O  Rio Grande do Sul está vivendo uma situação dramática em razão das últimas chuvas, verdadeiros dilúvios que têm se abatido sobre o estado, ceifando vidas e patrimônios como nunca antes visto.

Rio Jacuí cheio - set. 2023 - claudemirpereira.com.br

Enchentes são comuns na nossa história e o rio Jacuí, a despeito da maravilha que representa para o município, já se tornou avassalador em vários momentos, representando perigosa ameaça.

Na imprensa local é possível recolher informações sobre eventos desta natureza em outras épocas. No jornal Rio Grande, edição de 27 de agosto de 1911, o registro de uma grande enchente:

A enchente - Assume grandes proporções. Chovendo quasi intermitentemente desde o dia 16, as aguas do Rio Jacuhy extrevasaram cobrindo as varzeas.

Diversas emprezas de arroz estão cobertas d'agua, com os galpões inundados.

Muitos moradores nas margens do rio foram obrigados a abandonar suas habitações.

A casa do nosso amigo Tenente Eloy Lisbôa e do sr.
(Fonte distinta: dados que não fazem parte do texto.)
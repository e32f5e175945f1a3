//! Origin - drives a pull-based source into a push-based emitter
//!
//! An origin is how a producer takes part in push mode: it drains its
//! source block by block into its emitter, then signals done. One origin
//! can feed its own per-source output and a shared merge at once.

use ipmap_protocol::ProducerId;
use ipmap_routing::{Emitter, SharedReceiver};
use ipmap_sources::Source;

use crate::Result;

#[cfg(test)]
#[path = "origin_test.rs"]
mod tests;

/// Producer that pushes a source's blocks to its receivers
pub struct Origin<S> {
    source: S,
    emitter: Emitter,
}

impl<S: Source> Origin<S> {
    /// Create an origin emitting `source` under `id`
    pub fn new(id: impl Into<ProducerId>, source: S) -> Self {
        Self {
            source,
            emitter: Emitter::new(id),
        }
    }

    #[inline]
    pub fn id(&self) -> &ProducerId {
        self.emitter.id()
    }

    /// Register a receiver; it is announced this origin immediately
    pub fn add_receiver(&mut self, receiver: SharedReceiver) {
        self.emitter.add_receiver(receiver);
    }

    /// Emit every block of the source, then done
    ///
    /// Returns the number of blocks emitted. A failing source or receiver
    /// stops the origin without signalling done.
    pub fn run(&mut self) -> Result<u64> {
        while let Some(block) = self.source.next()? {
            self.emitter.emit(block)?;
        }
        self.emitter.done()?;

        tracing::debug!(
            origin = %self.emitter.id(),
            source = self.source.name(),
            blocks = self.emitter.emitted(),
            "origin finished"
        );
        Ok(self.emitter.emitted())
    }
}
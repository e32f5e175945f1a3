//! Line Sink - `<cidr> <label>` text output
//!
//! Writes one line per delivered block, in delivery order:
//!
//! ```text
//! # IP to provider mapping
//! 10.0.0.0/23 AWS
//! 10.0.2.0/24 GCP
//! 2001:db8::/32 AWS
//! ```
//!
//! Blocks with an empty label are dropped and counted. Optional header
//! lines are written as `#` comments before the first block, or on done
//! when no block ever arrives.

use std::io::{self, BufWriter, Write};
use std::sync::Arc;

use ipmap_protocol::{Block, ProducerId};
use ipmap_routing::{Receiver, Result, RoutingError};

use crate::SinkMetrics;

#[cfg(test)]
#[path = "line_test.rs"]
mod tests;

/// Receiver writing the map line format to any writer
#[derive(Debug)]
pub struct LineSink<W: Write> {
    name: String,
    writer: BufWriter<W>,
    header: Vec<String>,
    header_written: bool,
    finished: bool,
    metrics: Arc<SinkMetrics>,
}

impl<W: Write> LineSink<W> {
    /// Create a sink writing to `writer`
    pub fn new(name: impl Into<String>, writer: W) -> Self {
        Self {
            name: name.into(),
            writer: BufWriter::new(writer),
            header: Vec::new(),
            header_written: false,
            finished: false,
            metrics: Arc::new(SinkMetrics::new()),
        }
    }

    /// Set the comment preamble
    ///
    /// Blank lines are skipped; lines not already starting with `#` get a
    /// `# ` prefix.
    pub fn with_header(mut self, header: &str) -> Self {
        self.header = header
            .lines()
            .map(str::trim_end)
            .filter(|line| !line.trim().is_empty())
            .map(|line| {
                if line.starts_with('#') {
                    line.to_owned()
                } else {
                    format!("# {line}")
                }
            })
            .collect();
        self
    }

    /// Shared handle to this sink's counters
    pub fn metrics(&self) -> Arc<SinkMetrics> {
        Arc::clone(&self.metrics)
    }

    /// Whether done has been received
    #[inline]
    pub fn is_finished(&self) -> bool {
        self.finished
    }

    /// Underlying writer; buffered output may not have reached it yet
    pub fn get_ref(&self) -> &W {
        self.writer.get_ref()
    }

    /// Flush and return the underlying writer
    pub fn into_inner(self) -> io::Result<W> {
        self.writer.into_inner().map_err(|e| e.into_error())
    }

    fn write_header(&mut self) -> io::Result<()> {
        if self.header_written {
            return Ok(());
        }
        self.header_written = true;
        for line in &self.header {
            self.writer.write_all(line.as_bytes())?;
            self.writer.write_all(b"\n")?;
        }
        Ok(())
    }

    fn write_block(&mut self, block: &Block) -> io::Result<()> {
        self.write_header()?;
        let line = format!("{} {}\n", block.network(), block.label());
        self.writer.write_all(line.as_bytes())?;
        self.metrics.record_written(line.len() as u64);
        Ok(())
    }

    fn finish(&mut self) -> io::Result<()> {
        self.write_header()?;
        self.writer.flush()
    }
}

impl<W: Write + Send> Receiver for LineSink<W> {
    fn subscribed(&mut self, producer: &ProducerId) {
        tracing::debug!(sink = %self.name, producer = %producer, "sink subscribed");
    }

    fn receive(&mut self, producer: &ProducerId, block: Block) -> Result<()> {
        if self.finished {
            return Err(RoutingError::producer_finished(&self.name, producer));
        }
        if block.label().is_empty() {
            self.metrics.record_dropped();
            tracing::trace!(sink = %self.name, network = %block.network(), "dropped unlabeled block");
            return Ok(());
        }
        self.write_block(&block)
            .map_err(|e| RoutingError::sink_failed(&self.name, e))
    }

    fn done(&mut self, producer: &ProducerId) -> Result<()> {
        if self.finished {
            return Err(RoutingError::producer_finished(&self.name, producer));
        }
        self.finish()
            .map_err(|e| RoutingError::sink_failed(&self.name, e))?;
        self.finished = true;

        let dropped = self.metrics.blocks_dropped();
        if dropped > 0 {
            tracing::warn!(sink = %self.name, dropped, "dropped blocks with empty labels");
        }
        tracing::debug!(
            sink = %self.name,
            written = self.metrics.blocks_written(),
            "sink finished"
        );
        Ok(())
    }

    fn name(&self) -> &str {
        &self.name
    }
}
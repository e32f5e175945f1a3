//! Configuration validation
//!
//! Validates config consistency:
//! - Map names are present and unique
//! - Every enabled map has sources with unique names
//! - `list` sources carry a label; `map` sources do not
//! - Per-source outputs only on push maps, never overwriting a map
//! - At least one map is enabled

use std::collections::HashSet;

use crate::error::{ConfigError, Result};
use crate::{Config, MapConfig, MergeStrategy, SourceType};

/// Validate the entire configuration
pub fn validate_config(config: &Config) -> Result<()> {
    validate_map_names(config)?;
    for map in config.maps.iter().filter(|m| m.enabled) {
        validate_sources(map)?;
    }
    validate_outputs(config)?;

    if config.enabled_maps().next().is_none() {
        return Err(ConfigError::NoMapsEnabled);
    }
    Ok(())
}

fn validate_map_names(config: &Config) -> Result<()> {
    let mut seen = HashSet::new();
    for (index, map) in config.maps.iter().enumerate() {
        if map.name.is_empty() {
            return Err(ConfigError::missing_field("map", format!("#{index}"), "name"));
        }
        if !seen.insert(map.name.as_str()) {
            return Err(ConfigError::DuplicateMap(map.name.clone()));
        }
    }
    Ok(())
}

fn validate_sources(map: &MapConfig) -> Result<()> {
    if map.sources.is_empty() {
        return Err(ConfigError::invalid_value(
            "map",
            &map.name,
            "sources",
            "at least one source is required",
        ));
    }

    let mut seen = HashSet::new();
    for source in &map.sources {
        if source.name.is_empty() {
            return Err(ConfigError::missing_field("source", &map.name, "name"));
        }
        if !seen.insert(source.name.as_str()) {
            return Err(ConfigError::duplicate_source(&map.name, &source.name));
        }
        if source.path.as_os_str().is_empty() {
            return Err(ConfigError::missing_field("source", &source.name, "path"));
        }

        match (source.source_type, source.label.as_deref()) {
            (SourceType::List, None | Some("")) => {
                return Err(ConfigError::missing_field("source", &source.name, "label"));
            }
            (SourceType::Map, Some(_)) => {
                return Err(ConfigError::invalid_value(
                    "source",
                    &source.name,
                    "label",
                    "only list sources take a label",
                ));
            }
            _ => {}
        }

        if source.output.is_some() && map.merge != MergeStrategy::Push {
            return Err(ConfigError::invalid_value(
                "source",
                &source.name,
                "output",
                "per-source outputs require merge = \"push\"",
            ));
        }
    }
    Ok(())
}

/// Every output file name must be unique across maps and source outputs
fn validate_outputs(config: &Config) -> Result<()> {
    let mut taken: HashSet<&str> = config.enabled_maps().map(|m| m.name.as_str()).collect();

    for map in config.enabled_maps() {
        for source in &map.sources {
            if let Some(output) = source.output.as_deref()
                && !taken.insert(output)
            {
                return Err(ConfigError::output_collision(&source.name, output));
            }
        }
    }
    Ok(())
}
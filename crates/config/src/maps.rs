//! Map configuration
//!
//! A map is one output file built by merging (and usually reducing) a set
//! of sources.
//!
//! # Example
//!
//! ```toml
//! [[maps]]
//! name = "ip_to_provider"
//! merge = "push"
//! header = """
//! IP to provider mapping
//! cidr provider
//! """
//!
//! [[maps.sources]]
//! name = "aws"
//! type = "map"
//! path = "data/aws.map"
//! output = "ip_to_aws"
//!
//! [[maps.sources]]
//! name = "droplist"
//! type = "list"
//! path = "data/drop.txt"
//! label = "DROP"
//! ```

use std::path::PathBuf;

use serde::Deserialize;

/// How a map merges its sources
#[derive(Debug, Clone, Copy, Default, Deserialize, PartialEq, Eq)]
#[serde(rename_all = "lowercase")]
pub enum MergeStrategy {
    /// Pull-based merge (default)
    #[default]
    Pull,
    /// Push-based merge; allows per-source outputs
    Push,
}

/// Input file format of a source
#[derive(Debug, Clone, Copy, Default, Deserialize, PartialEq, Eq)]
#[serde(rename_all = "lowercase")]
pub enum SourceType {
    /// `<cidr> <label>` lines (default)
    #[default]
    Map,
    /// One CIDR per line, labelled with `label`
    List,
}

/// One output map
#[derive(Debug, Clone, Deserialize)]
#[serde(default)]
pub struct MapConfig {
    /// Output file name under `global.outdir`
    pub name: String,

    /// Whether this map is built
    /// Default: true
    pub enabled: bool,

    /// Merge strategy
    /// Default: pull
    pub merge: MergeStrategy,

    /// Coalesce adjacent same-label blocks
    /// Default: true
    pub reduce: bool,

    /// Comment preamble written at the top of the map
    pub header: Option<String>,

    /// Inputs, merged in declaration order
    pub sources: Vec<SourceConfig>,
}

impl Default for MapConfig {
    fn default() -> Self {
        Self {
            name: String::new(),
            enabled: true,
            merge: MergeStrategy::Pull,
            reduce: true,
            header: None,
            sources: Vec::new(),
        }
    }
}

/// One input of a map
#[derive(Debug, Clone, Default, Deserialize)]
#[serde(default)]
pub struct SourceConfig {
    /// Producer name, unique within the map
    pub name: String,

    /// File format
    #[serde(rename = "type")]
    pub source_type: SourceType,

    /// Input file
    pub path: PathBuf,

    /// Label for every entry of a `list` source
    pub label: Option<String>,

    /// Also write this source's own blocks to this map name (push only)
    pub output: Option<String>,
}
Ezequiel Florence, situadas á margem direita do Jacuhy, foram invadidas pelas aguas.

O transito para o 2.º districto e Caçapava, acha-se interrompido.

A varzea de N. S. da Conceição é verdadeiro lençol.

O armazem da Companhia Becker, na praia, e outros se acham cercados d'agua.

Temem-se grandes prejuizos aos emprezarios de arroz.

Felismente parece não ter havido desgraças pessoaes.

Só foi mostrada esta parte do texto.